Southwest, who is currently in rebound mode, has canceled a number of flights over the course of last week to conduct inspections on aircraft in the fleet with that engine type. The airline canceled 40 flights last Sunday, 130 on Monday, and nearly 200 more over the course of the week.

“I’ve been very pleased with the preliminary findings, which reveal no cracks or fatigue,” Kelly told USA Today about the inspections.


Less seen, the airline also pulled all of their advertisements down from local and national television and social media because they strive to push for upbeat, exciting ads that the airline felt should not be shown in what for many was a time of mourning. As of Saturday, the airline had resumed some marketing, but was yet to get back on TV and social media.


On Thursday, Southwest said bookings fell after the incident, which executives estimate to $50 million and $100 million in losses. The airline attributed that to not only the publicity that came from the incident but also their decision to pull advertisements afterward.


Airline analyst at JP Morgan Jamie Baker said in a report Southwest should not see long-term changes as a result of the incident, blaming the drop in sales after the increased publicity on the “CNN effect.”
“Traffic will rebound, but it’s not there yet,” Southwest President Tom Nealon said on the airline’s quarterly earnings conference call.


After the incident, the airline offered passengers $5,000 and $1,000 travel vouchers.
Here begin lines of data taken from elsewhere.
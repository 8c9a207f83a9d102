//! Error types for DID lifecycle operations.
//!
//! This module provides the error taxonomy shared by the hashing service, the
//! lifecycle engine and the record store boundary. It uses the `thiserror`
//! crate for error handling. None of these errors cross the dispatcher: each
//! request type maps them onto its own numeric error codes.

use std::fmt;

use thiserror::Error;

/// Errors that can occur during DID lifecycle and hashing operations
#[derive(Error, Debug)]
pub enum DidError {
    /// The request payload was missing entirely
    #[error("Request required")]
    RequestRequired,

    /// A required input field was absent
    #[error("{0} required")]
    FieldRequired(Field),

    /// No record exists for the username and autogeneration was not requested
    #[error("Username unknown")]
    UsernameUnknown,

    /// The stored and the requested passphrase hash algorithms disagree
    #[error("Passphrase hash algorithm mismatch")]
    PassphraseHashAlgorithmMismatch,

    /// The supplied passphrase does not match the stored hash
    #[error("Passphrase mismatch")]
    PassphraseMismatch,

    /// The identity has been revoked
    #[error("DID revoked")]
    Revoked,

    /// The hashing backend does not know the named algorithm
    #[error("Unsupported algorithm: {0}")]
    UnsupportedAlgorithm(String),

    /// A stored hash string could not be decoded
    #[error("Malformed encoding: {0}")]
    MalformedEncoding(String),

    /// Loading or saving a record failed
    #[error("Persistence failure: {0}")]
    Persistence(#[from] StoreError),

    /// A configuration value is out of range or unparsable
    #[error("Invalid configuration: {0}")]
    InvalidConfig(String),

    /// The dispatcher does not know the named operation
    #[error("Unknown operation: {0}")]
    UnknownOperation(String),
}

/// Errors reported by a [`crate::RecordStore`] implementation
#[derive(Error, Debug)]
pub enum StoreError {
    /// The record does not exist and creation was not allowed
    #[error("Record not found")]
    NotFound,

    /// A create-only write found the key already taken
    #[error("Record already exists")]
    AlreadyExists,

    /// The record could not be converted to or from its stored form
    #[error("Serialization error: {0}")]
    Serialization(#[from] serde_json::Error),

    /// Any other backend failure (I/O, locking, ...)
    #[error("Store backend error: {0}")]
    Backend(String),
}

/// Request fields that can be reported as missing
#[derive(Debug, Clone, Copy, PartialEq, Eq)]
pub enum Field {
    Did,
    Username,
    Passphrase,
    PassphraseHashAlgorithm,
}

impl fmt::Display for Field {
    fn fmt(&self, f: &mut fmt::Formatter<'_>) -> fmt::Result {
        let name = match self {
            Field::Did => "DID",
            Field::Username => "Username",
            Field::Passphrase => "Passphrase",
            Field::PassphraseHashAlgorithm => "Passphrase hash algorithm",
        };
        f.write_str(name)
    }
}

/// Convenience alias used throughout the crate
pub type Result<T> = std::result::Result<T, DidError>;
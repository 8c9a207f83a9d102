//! Hashing primitives for identity management.
//!
//! This module provides content hashes, short fingerprints and salted
//! passphrase hashes, together with their verification. The service holds
//! only its configuration and is safe to share between threads.

mod content;
mod passphrase;

pub use content::{Hash, HashAlgorithm, HashForm};

use crate::config::HashingConfig;
use crate::error::Result;
use crate::types::PassphraseHashAlgorithm;

use passphrase::PassphraseHash;

/// Stateless hashing service
#[derive(Debug, Clone, Default)]
pub struct HashingService {
    config: HashingConfig,
}

impl HashingService {
    pub fn new(config: HashingConfig) -> Self {
        Self { config }
    }

    pub fn config(&self) -> &HashingConfig {
        &self.config
    }

    /// Full content hash using the configured content algorithm
    pub fn generate_content_hash(&self, content: &[u8]) -> Result<Hash> {
        let algorithm: HashAlgorithm = self.config.content_algorithm.parse()?;
        Ok(Hash::compute(algorithm, content))
    }

    /// Short fingerprint over the digest bytes of a full content hash
    pub fn generate_fingerprint(&self, full_hash_digest: &[u8]) -> Result<Hash> {
        let algorithm: HashAlgorithm = self.config.fingerprint_algorithm.parse()?;
        Ok(Hash::compute(algorithm, full_hash_digest))
    }

    /// Salted passphrase hash using the configured scheme and cost
    pub fn generate_passphrase_hash(&self, plaintext: &str) -> Result<String> {
        self.generate_passphrase_hash_with(self.config.passphrase_algorithm, plaintext)
    }

    /// Salted passphrase hash using an explicit scheme and the configured cost
    pub fn generate_passphrase_hash_with(
        &self,
        algorithm: PassphraseHashAlgorithm,
        plaintext: &str,
    ) -> Result<String> {
        let hash = PassphraseHash::generate(algorithm, self.config.passphrase_cost, plaintext.as_bytes())?;
        Ok(hash.encode())
    }

    /// Checks `plaintext` against an encoded passphrase hash.
    ///
    /// The scheme and cost are taken from the encoded string, not from the
    /// configuration, so hashes made under an older configuration keep
    /// verifying.
    pub fn verify_passphrase_hash(&self, plaintext: &str, encoded: &str) -> Result<bool> {
        PassphraseHash::parse(encoded)?.verify(plaintext.as_bytes())
    }

    /// Scheme named by an encoded passphrase hash
    pub fn passphrase_hash_algorithm_of(encoded: &str) -> Result<PassphraseHashAlgorithm> {
        Ok(PassphraseHash::parse(encoded)?.algorithm)
    }

    /// Recomputes and compares a content hash.
    ///
    /// A full hash is recomputed with its own algorithm. A fingerprint is
    /// recomputed over the configured full hash of `content`.
    pub fn verify_content_hash(&self, content: &[u8], expected: &Hash, form: HashForm) -> Result<bool> {
        let actual = match form {
            HashForm::Full => Hash::compute(expected.algorithm, content),
            HashForm::Fingerprint => {
                let full = self.generate_content_hash(content)?;
                Hash::compute(expected.algorithm, &full.digest)
            }
        };
        Ok(actual.matches(expected))
    }
}
//! In-memory identity caches.
//!
//! One node identity slot, a per-username map of other authenticated local
//! users, and a contacts map of secret-free peer identities. Entries live for
//! as long as the cache does; nothing is evicted.

use std::collections::HashMap;
use std::sync::{Mutex, MutexGuard, PoisonError};

use crate::types::Did;

/// Where an identity ended up when it was cached
#[derive(Debug, Clone, Copy, PartialEq, Eq)]
pub enum CacheSlot {
    Node,
    LocalUser,
}

#[derive(Debug, Default)]
struct CacheState {
    node: Option<Did>,
    local_users: HashMap<String, Did>,
    contacts: HashMap<String, Did>,
}

/// Identity caches owned by one engine instance
#[derive(Debug, Default)]
pub struct IdentityCache {
    state: Mutex<CacheState>,
}

impl IdentityCache {
    pub fn new() -> Self {
        Self::default()
    }

    fn state(&self) -> MutexGuard<'_, CacheState> {
        self.state.lock().unwrap_or_else(PoisonError::into_inner)
    }

    /// Caches an authenticated identity.
    ///
    /// The first identity cached becomes the node identity; a later identity
    /// with the node's username refreshes the slot. Everyone else goes to the
    /// per-username map. The check and the write happen under one lock.
    pub fn cache_authenticated(&self, did: Did) -> Option<CacheSlot> {
        let username = did.username.clone()?;
        let mut state = self.state();

        let is_node = match &state.node {
            None => true,
            Some(node) => node.username.as_deref() == Some(username.as_str()),
        };

        if is_node {
            state.local_users.remove(&username);
            state.node = Some(did);
            Some(CacheSlot::Node)
        } else {
            state.local_users.insert(username, did);
            Some(CacheSlot::LocalUser)
        }
    }

    /// Replaces an identity wherever it is already cached; never adds one
    pub fn refresh(&self, did: &Did) -> Option<CacheSlot> {
        let username = did.username.as_deref()?;
        let mut state = self.state();

        if let Some(node) = state.node.as_mut() {
            if node.username.as_deref() == Some(username) {
                *node = did.clone();
                return Some(CacheSlot::Node);
            }
        }
        if let Some(entry) = state.local_users.get_mut(username) {
            *entry = did.clone();
            return Some(CacheSlot::LocalUser);
        }
        None
    }

    pub fn node(&self) -> Option<Did> {
        self.state().node.clone()
    }

    pub fn local_user(&self, username: &str) -> Option<Did> {
        self.state().local_users.get(username).cloned()
    }

    /// The cached identity for `username`, from whichever slot holds it
    pub fn lookup(&self, username: &str) -> Option<Did> {
        let state = self.state();
        if let Some(node) = &state.node {
            if node.username.as_deref() == Some(username) {
                return Some(node.clone());
            }
        }
        state.local_users.get(username).cloned()
    }

    /// Records a known peer, stripped of any credential material
    pub fn put_contact(&self, did: &Did) {
        if let Some(username) = did.username.clone() {
            self.state().contacts.insert(username, did.without_secrets());
        }
    }

    pub fn contact(&self, username: &str) -> Option<Did> {
        self.state().contacts.get(username).cloned()
    }
}
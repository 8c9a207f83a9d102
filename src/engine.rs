//! Core DID lifecycle functionality.
//!
//! This module provides the verify / authenticate / save / get-local /
//! authenticate-or-create / revoke state transitions and owns the identity
//! caches. A record's lifecycle state is derived from what the store holds
//! for its username: no record is `New`, a record with a passphrase hash is
//! `Active`, and a revoked record is terminal.

use std::sync::Arc;

use chrono::Utc;
use tracing::{debug, info, warn};
use zeroize::Zeroizing;

use crate::cache::IdentityCache;
use crate::config::DidConfig;
use crate::error::{DidError, Field, Result, StoreError};
use crate::hashing::HashingService;
use crate::keyring::{KeyRing, NoKeyRing};
use crate::requests::{
    check_required, AuthenticateRequest, GetLocalDidRequest, RevokeRequest, ServiceRequest,
};
use crate::store::{from_record, to_record, RecordStore, DID_ENTITY_KIND};
use crate::types::{Did, DidStatus, LifecycleState};

/// A record together with the failure, if any, of the step that produced it.
///
/// Returned where the record stays meaningful even when the step failed,
/// e.g. a save whose persistence failed still carries the hashed record.
#[derive(Debug)]
pub struct Outcome {
    pub did: Did,
    pub failure: Option<DidError>,
}

impl Outcome {
    fn ok(did: Did) -> Self {
        Self { did, failure: None }
    }

    fn failed(did: Did, failure: DidError) -> Self {
        Self {
            did,
            failure: Some(failure),
        }
    }

    pub fn is_ok(&self) -> bool {
        self.failure.is_none()
    }
}

/// Writes an outcome back into a request's DID slot and error code
macro_rules! settle {
    ($request:expr, $outcome:expr) => {{
        let outcome: Outcome = $outcome;
        if let Some(err) = &outcome.failure {
            $request.fail(err);
        }
        $request.did = Some(outcome.did);
    }};
}

/// How a record is written to the store
#[derive(Debug, Clone, Copy)]
enum Write {
    /// Create if absent, overwrite otherwise
    Upsert,
    /// The record must already exist
    Update,
    /// The key must be free
    Create,
}

/// DID lifecycle and authentication engine
pub struct DidLifecycleEngine {
    hashing: HashingService,
    store: Arc<dyn RecordStore>,
    key_ring: Arc<dyn KeyRing>,
    cache: IdentityCache,
}
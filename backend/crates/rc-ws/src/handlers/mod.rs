pub mod context;
pub mod enter;
pub mod leave;
use crate::ShutdownCoordinator;

use tokio::sync::broadcast;

/// Helper for gracefully handling shutdown in async tasks
pub struct ShutdownGuard {
    shutdown_rx: broadcast::Receiver<()>,
}

impl ShutdownGuard {
    pub fn new(coordinator: &ShutdownCoordinator) -> Self {
        Self {
            shutdown_rx: coordinator.subscribe(),
        }
    }

    /// Wait for shutdown signal
    pub async fn wait(&mut self) {
        let _ = self.shutdown_rx.recv().await;
    }
}
use crate::ShutdownGuard;

use tokio::sync::broadcast;

/// Graceful shutdown coordinator
#[derive(Clone)]
pub struct ShutdownCoordinator {
    shutdown_tx: broadcast::Sender<()>,
}

impl ShutdownCoordinator {
    pub fn new() -> Self {
        let (shutdown_tx, _) = broadcast::channel(1);
        Self { shutdown_tx }
    }

    /// Get a receiver for shutdown notifications
    pub fn subscribe(&self) -> broadcast::Receiver<()> {
        self.shutdown_tx.subscribe()
    }

    /// Trigger shutdown (call this from signal handler)
    pub fn shutdown(&self) {
        log::info!("Shutdown signal received, notifying all subsystems");
        let _ = self.shutdown_tx.send(());
    }

    /// Convenience method to create a guard (used by connection and worker tasks)
    pub fn subscribe_guard(&self) -> ShutdownGuard {
        ShutdownGuard::new(self)
    }
}

impl Default for ShutdownCoordinator {
    fn default() -> Self {
        Self::new()
    }
}
use uuid::Uuid;

/// Unique connection identifier
#[derive(Debug, Clone, Copy, PartialEq, Eq, Hash)]
pub struct ConnectionId(Uuid);

impl ConnectionId {
    pub fn new() -> Self {
        Self(Uuid::new_v4())
    }
}

impl Default for ConnectionId {
    fn default() -> Self {
        Self::new()
    }
}

impl std::fmt::Display for ConnectionId {
    fn fmt(&self, f: &mut std::fmt::Formatter<'_>) -> std::fmt::Result {
        write!(f, "{}", self.0)
    }
}
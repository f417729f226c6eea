use crate::WorkerPool;

use rc_proto::{WorkerMessage, transit};

use log::{debug, warn};
use rand::Rng;

/// Routes each activity frame from the pub/sub bus to ONE worker,
/// picked uniformly at random. Only the members local to that worker's
/// shard receive the fan-out.
#[derive(Clone)]
pub struct ActivityRouter {
    pool: WorkerPool,
}

impl ActivityRouter {
    pub fn new(pool: WorkerPool) -> Self {
        Self { pool }
    }

    /// Forward one frame. Fire and forget: a missing pool or a full
    /// worker inbox drops the frame with a log entry, never an error.
    pub async fn route(&self, channel: &str, payload: &[u8]) {
        let workers = self.pool.live().await;
        if workers.is_empty() {
            warn!("No live workers, dropping activity frame on {channel}");
            return;
        }

        let index = rand::rng().random_range(0..workers.len());
        let worker = &workers[index];

        let frame = WorkerMessage::new(channel, transit::encode(payload));
        match worker.sender.try_send(frame) {
            Ok(()) => debug!("Routed activity frame on {channel} to worker {}", worker.id),
            Err(e) => warn!(
                "Dropped activity frame for worker {}: {e}",
                worker.id
            ),
        }
    }
}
Saturday morning, however, news broke that a passenger on flight 1380 alleging that, since the incident, she has suffered post-traumatic stress disorder, anxiety, and depression.
The lawsuit—which names CFM International as well as suppliers Safran SA and General Electric Aviation—states Lilia Chavez “witnessed the horror as the force of the depressurization pulled an innocent passenger partially through the shattered window.”